**Assignment**
Search the entries below for the word "with" and copy each line that has it.

**Input material**
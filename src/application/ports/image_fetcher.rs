use async_trait::async_trait;

#[async_trait]
pub trait ImageFetcher: Send + Sync {
    async fn fetch(&self, url: &str) -> Result<Vec<u8>, FetchError>;
}

#[derive(Debug, thiserror::Error)]
pub enum FetchError {
    #[error("image not found: {0}")]
    NotFound(String),
    #[error("download failed: {0}")]
    DownloadFailed(String),
    #[error("image exceeds {limit} bytes")]
    TooLarge { limit: usize },
    #[error("payload is not a recognised image format")]
    UnsupportedFormat,
    #[error("invalid url: {0}")]
    InvalidUrl(String),
}
//! Patching of the top-level CMakeLists.txt.
//!
//! The build descriptor is handled lexically: a line mentioning the
//! `DESCRIPTION` directive is rewritten with the new description, every
//! other line gets the placeholder replaced.

use log::debug;
use std::fs;
use std::path::Path;

use crate::config::Config;
use crate::constants::{CMAKE_FILE, DESCRIPTION_MARKER, PLACEHOLDER};
use crate::error::{Error, Result};
use crate::processor::normalize_newlines;

/// Formats the description directive, indented to `column`.
pub fn description_line(column: usize, description: &str) -> String {
    format!("{}{DESCRIPTION_MARKER} \"{description}\"\n", " ".repeat(column))
}

/// Returns the patched build descriptor.
///
/// # Arguments
/// * `content` - Original CMakeLists.txt content
/// * `config` - Supplies the project name and the description
pub fn patch_cmakelists(content: &str, config: &Config) -> String {
    normalize_newlines(content)
        .split_inclusive('\n')
        .map(|line| match line.find(DESCRIPTION_MARKER) {
            Some(column) => description_line(column, &config.description),
            None => line.replace(PLACEHOLDER, &config.project_name),
        })
        .collect()
}

/// Rewrites `<root>/CMakeLists.txt` in place.
///
/// # Errors
/// * `Error::MissingPathError` if the build descriptor does not exist
/// * `Error::IoError` if it cannot be read or written
pub fn patch_cmakelists_file<P: AsRef<Path>>(root: P, config: &Config) -> Result<()> {
    let path = root.as_ref().join(CMAKE_FILE);
    if !path.is_file() {
        return Err(Error::MissingPathError { path: path.display().to_string() });
    }

    let content = fs::read_to_string(&path).map_err(Error::IoError)?;
    debug!("Patching file: {}", path.display());
    fs::write(&path, patch_cmakelists(&content, config)).map_err(Error::IoError)
}
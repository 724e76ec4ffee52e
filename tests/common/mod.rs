#![allow(dead_code)]

use git2::{IndexAddOption, Oid, Repository, Signature};
use std::fs;
use std::path::Path;
use tempfile::TempDir;

pub const TOP_CMAKELISTS: &str = r#"cmake_minimum_required(VERSION 3.25)

project(
    beman.exemplar # CMake Project Name, which is also the name of the top-level
    # targets (e.g., library, executable, etc.).
    DESCRIPTION "A Beman library exemplar"
    LANGUAGES CXX
)

add_subdirectory(src/beman/exemplar)
add_subdirectory(examples)
"#;

pub const EXAMPLE_SOURCE: &str = r#"#include <beman/exemplar/identity.hpp>

int main() { return beman::exemplar::identity()(0); }
"#;

/// Files of a minimal exemplar checkout.
pub const EXEMPLAR_FILES: [(&str, &str); 9] = [
    ("CMakeLists.txt", TOP_CMAKELISTS),
    ("README.md", "# beman.exemplar: A Beman library exemplar\n"),
    ("new_project_from_exemplar.py", "#!/usr/bin/env python3\n"),
    (
        "src/beman/exemplar/CMakeLists.txt",
        "add_library(beman.exemplar)\nadd_library(beman::exemplar ALIAS beman.exemplar)\n",
    ),
    (
        "src/beman/exemplar/identity.cpp",
        "#include <beman/exemplar/identity.hpp>\n",
    ),
    (
        "include/beman/exemplar/identity.hpp",
        "namespace beman::exemplar {\nstruct identity {};\n} // namespace beman::exemplar\n",
    ),
    (
        "tests/beman/exemplar/identity.test.cpp",
        "#include <beman/exemplar/identity.hpp>\n",
    ),
    ("examples/identity_direct_usage.cpp", EXAMPLE_SOURCE),
    ("examples/CMakeLists.txt", "target_link_libraries(example beman::exemplar)\n"),
];

pub fn write_files(root: &Path, files: &[(&str, &str)]) {
    for (path, content) in files {
        let path = root.join(path);
        fs::create_dir_all(path.parent().unwrap()).unwrap();
        fs::write(path, content).unwrap();
    }
}

/// Commits everything in the working tree of `repo`.
pub fn commit_all(repo: &Repository, message: &str) -> Oid {
    let mut index = repo.index().unwrap();
    index.add_all(["*"].iter(), IndexAddOption::DEFAULT, None).unwrap();
    index.write().unwrap();
    let tree = repo.find_tree(index.write_tree().unwrap()).unwrap();
    let signature = Signature::now("Test", "test@example.com").unwrap();
    let parent = repo.head().ok().and_then(|head| head.peel_to_commit().ok());
    let parents: Vec<_> = parent.iter().collect();
    repo.commit(Some("HEAD"), &signature, &signature, message, &tree, &parents).unwrap()
}

/// Creates a committed exemplar checkout in a temporary directory.
pub fn exemplar_checkout() -> (TempDir, Repository) {
    let temp_dir = TempDir::new().unwrap();
    write_files(temp_dir.path(), &EXEMPLAR_FILES);

    let repo = Repository::init(temp_dir.path()).unwrap();
    {
        let mut config = repo.config().unwrap();
        config.set_str("user.name", "Test").unwrap();
        config.set_str("user.email", "test@example.com").unwrap();
    }
    commit_all(&repo, "Initial commit");
    (temp_dir, repo)
}

/// Relative paths of every file below `dir`.
pub fn files_below(dir: &Path) -> Vec<String> {
    walkdir::WalkDir::new(dir)
        .sort_by_file_name()
        .into_iter()
        .map(|entry| entry.unwrap())
        .filter(|entry| entry.file_type().is_file())
        .map(|entry| entry.path().strip_prefix(dir).unwrap().display().to_string())
        .collect()
}
//! Common constants describing the exemplar layout.

/// Name used throughout the template project, replaced by the new project name
pub const PLACEHOLDER: &str = "exemplar";

/// Roots each holding an `exemplar` child directory
pub const SUBTREES: [&str; 3] = ["src/beman", "include/beman", "tests/beman"];

/// Trees rewritten in addition to the relocated subtrees
pub const EXTRA_TREES: [&str; 1] = ["examples"];

/// Generated documentation file
pub const README_FILE: &str = "README.md";

/// Top-level build descriptor
pub const CMAKE_FILE: &str = "CMakeLists.txt";

/// Marker of the build descriptor's description directive
pub const DESCRIPTION_MARKER: &str = "DESCRIPTION";

/// Bootstrap script shipped with the exemplar, only needed once
pub const SCRIPT_FILE: &str = "new_project_from_exemplar.py";

pub const COMMIT_MESSAGE: &str = "Ran new_project_from_exemplar.py on project.";

pub const DEFAULT_PAPER: &str = "TODO";
pub const DEFAULT_DESCRIPTION: &str = "TODO";
pub const DEFAULT_CPP_VERSION: u32 = 26;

**Exercise output**
//! `DESCRIPTION` directive is rewritten with the new description, every
/// Bootstrap script shipped with the exemplar, only needed once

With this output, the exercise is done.